People want to be perceived according to the ideas they have about themselves. We all seek confirmation of our views, whether positive or negative. This phenomenon has been tested many times in different universities. The researchers asked individuals with both positive and negative perceptions of themselves who they would like to talk to: whether people who made a positive or negative impression of them.

Participants with a positive self-image preferred people who thought highly of them, while others preferred critics. That’s because people like to deal with people who offer comments that match their own self-identification. Therefore, if the idea that the interlocutor has of us matches ours, communication unfolds smoothly, as we feel understood.

The more symmetrical a person’s appearance is, the prettier they look.
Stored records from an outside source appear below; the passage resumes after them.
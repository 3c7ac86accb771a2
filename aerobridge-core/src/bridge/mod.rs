//! The bridge orchestrator: owns every subsystem and sequences the
//! init / tick / shutdown lifecycle the host drives.
//!
//! Per tick, in order: decode the host stream into the snapshot, broadcast
//! one JSON payload to both transports if the throttle elapsed and anyone is
//! listening, then drain and translate queued commands for the host. All of
//! it runs on the host thread; nothing here blocks.

use crate::codec::SimMessage;
use crate::command::{self, CommandQueue};
use crate::config::BridgeConfig;
use crate::net::{CommandServer, TelemetryServer, WebSocketServer};
use crate::shm::{self, SharedMemoryPublisher};
use crate::telemetry::{decode_and_apply, JsonBuilder};
use crate::utils::{now_us, BroadcastThrottle};
use anyhow::{Context, Result};
use tracing::{info, warn};

pub struct Bridge {
    config: BridgeConfig,
    shm: Option<SharedMemoryPublisher>,
    json: JsonBuilder,
    throttle: BroadcastThrottle,
    telemetry_server: Option<TelemetryServer>,
    command_server: Option<CommandServer>,
    ws_server: Option<WebSocketServer>,
    tcp_commands: CommandQueue,
    ws_commands: CommandQueue,
}

impl Bridge {
    /// Bring the bridge up.
    ///
    /// Shared memory is mandatory; either network listener failing to bind
    /// degrades that channel with a warning and the bridge carries on.
    pub fn init(config: BridgeConfig) -> Result<Self> {
        info!(?config, "bridge initializing");

        let shm = match &config.region_dir {
            Some(dir) => SharedMemoryPublisher::create_in(dir),
            None => SharedMemoryPublisher::create(),
        }
        .context("shared memory init failed")?;

        if let Err(e) = shm::write_sidecar(&config.output_dir) {
            warn!(error = %e, "offsets sidecar not written; shared-memory consumers must derive offsets themselves");
        }

        let tcp_commands = command::command_queue();
        let ws_commands = command::command_queue();

        let telemetry_server = match TelemetryServer::start(config.tcp_port) {
            Ok(server) => Some(server),
            Err(e) => {
                warn!(error = %e, "telemetry channel disabled");
                None
            }
        };
        let command_server = match CommandServer::start(config.command_port, tcp_commands.clone())
        {
            Ok(server) => Some(server),
            Err(e) => {
                warn!(error = %e, "command channel disabled");
                None
            }
        };
        let ws_server = if config.ws_enabled() {
            match WebSocketServer::start(config.ws_port, ws_commands.clone()) {
                Ok(server) => Some(server),
                Err(e) => {
                    warn!(error = %e, "websocket channel disabled");
                    None
                }
            }
        } else {
            info!("websocket channel disabled by configuration");
            None
        };

        let throttle = BroadcastThrottle::new(config.broadcast_ms);

        info!("bridge initialized");
        Ok(Self {
            config,
            shm: Some(shm),
            json: JsonBuilder::new(),
            throttle,
            telemetry_server,
            command_server,
            ws_server,
            tcp_commands,
            ws_commands,
        })
    }

    /// One host tick: decode, maybe broadcast, translate commands.
    pub fn tick(&mut self, received: &[u8], _dt: f64) -> Vec<SimMessage> {
        let Some(shm) = self.shm.as_mut() else {
            return Vec::new();
        };
        let now = now_us();

        decode_and_apply(shm.snapshot_mut(), received, now);

        let listeners = self
            .telemetry_server
            .as_ref()
            .map_or(0, TelemetryServer::client_count)
            + self
                .ws_server
                .as_ref()
                .map_or(0, WebSocketServer::client_count);

        if listeners > 0 && self.throttle.should_broadcast(now) {
            let rate_hz = self.throttle.measured_hz();
            let payload = self.json.build(shm.snapshot(), rate_hz);
            if let Some(server) = &self.telemetry_server {
                server.broadcast(payload);
            }
            if let Some(server) = &self.ws_server {
                server.broadcast(payload);
            }
        }

        command::drain_and_translate(&self.tcp_commands, &self.ws_commands, shm.snapshot_mut())
    }

    /// Tear everything down: WebSocket first, then TCP, then the region.
    /// Safe to call multiple times.
    pub fn shutdown(&mut self) {
        if let Some(mut server) = self.ws_server.take() {
            server.stop();
        }
        if let Some(mut server) = self.command_server.take() {
            server.stop();
        }
        if let Some(mut server) = self.telemetry_server.take() {
            server.stop();
        }
        if let Some(shm) = self.shm.take() {
            shm.close();
        }
        info!("bridge shut down");
    }

    pub fn config(&self) -> &BridgeConfig {
        &self.config
    }

    /// Ports actually bound (useful with port-0 test configs):
    /// (telemetry, command, websocket).
    pub fn bound_ports(&self) -> (Option<u16>, Option<u16>, Option<u16>) {
        (
            self.telemetry_server.as_ref().map(TelemetryServer::local_port),
            self.command_server.as_ref().map(CommandServer::local_port),
            self.ws_server.as_ref().map(WebSocketServer::local_port),
        )
    }

    /// The snapshot view, for in-process readers and tests.
    pub fn snapshot(&self) -> Option<&crate::snapshot::TelemetrySnapshot> {
        self.shm.as_ref().map(SharedMemoryPublisher::snapshot)
    }

    /// Path of the shared region file.
    pub fn region_path(&self) -> Option<&std::path::Path> {
        self.shm.as_ref().map(SharedMemoryPublisher::path)
    }
}

impl Drop for Bridge {
    fn drop(&mut self) {
        self.shutdown();
    }
}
When you see a beautiful person, you hardly ever say, “Wow, you are so symmetrical!” However, many studies confirm that the symmetry of the face and body play an important role in how attractive a person is. Of course, no one is completely symmetrical, because biology is not perfect. However, it has been proven that the lower the level of oxidative stress (formed by the accumulation of harmful agents called free radicals) in humans, the more symmetrical they will be.

An article in the British newspaper The Independent cites an experiment in which, in order to assess the symmetry in the appearance of several men, 10 different parameters were taken into account, from the height of the ears to the length of the fingers. Then, tests were performed to assess the level of stress mentioned above. Finally, a group of women were asked to rate the men’s photos according to their level of physical attractiveness. The experts then found that men with more symmetrical features and lower levels of stress were considered the most beautiful.